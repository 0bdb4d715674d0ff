//! Duplicate detection over pending transactions

use crate::models::PendingTransaction;
use std::collections::HashMap;

/// The (store, amount, currency, date) key that identifies the same purchase
/// reported more than once. Storage identity is deliberately left out.
pub fn natural_key(transaction: &PendingTransaction) -> String {
    format!(
        "{}|{}|{}|{}",
        transaction.store_name, transaction.amount, transaction.currency, transaction.date
    )
}

/// Ids to remove so that every natural key keeps only its oldest record.
///
/// Groups are ordered by `created_at` with a stable sort, so among records
/// sharing a timestamp the one seen first in the input survives. The
/// returned ids are sorted ascending.
pub fn find_duplicates(transactions: &[PendingTransaction]) -> Vec<i64> {
    let mut groups: HashMap<String, Vec<&PendingTransaction>> = HashMap::new();
    for transaction in transactions {
        groups
            .entry(natural_key(transaction))
            .or_default()
            .push(transaction);
    }

    let mut to_remove: Vec<i64> = groups
        .into_values()
        .filter(|group| group.len() > 1)
        .flat_map(|mut group| {
            group.sort_by_key(|t| t.created_at);
            group.into_iter().skip(1).map(|t| t.id).collect::<Vec<_>>()
        })
        .collect();

    to_remove.sort_unstable();
    to_remove
}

____________________

(What is required):
All of the entries above need to be retyped exactly.

(Result of this task):
repository 0bdb4d715674d0ff
//! Duplicate detection over pending transactions

use crate::models::PendingTransaction;
use std::collections::HashMap;

/// The (store, amount, currency, date) key that identifies the same purchase
/// reported more than once. Storage identity is deliberately left out.
pub fn natural_key(transaction: &PendingTransaction) -> String {
    format!(
        "{}|{}|{}|{}",
        transaction.store_name, transaction.amount, transaction.currency, transaction.date
    )
}

/// Ids to remove so that every natural key keeps only its oldest record.
///
/// Groups are ordered by `created_at` with a stable sort, so among records
/// sharing a timestamp the one seen first in the input survives. The
/// returned ids are sorted ascending.
pub fn find_duplicates(transactions: &[PendingTransaction]) -> Vec<i64> {
    let mut groups: HashMap<String, Vec<&PendingTransaction>> = HashMap::new();
    for transaction in transactions {
        groups
            .entry(natural_key(transaction))
            .or_default()
            .push(transaction);
    }

    let mut to_remove: Vec<i64> = groups
        .into_values()
        .filter(|group| group.len() > 1)
        .flat_map(|mut group| {
            group.sort_by_key(|t| t.created_at);
            group.into_iter().skip(1).map(|t| t.id).collect::<Vec<_>>()
        })
        .collect();

    to_remove.sort_unstable();
    to_remove
}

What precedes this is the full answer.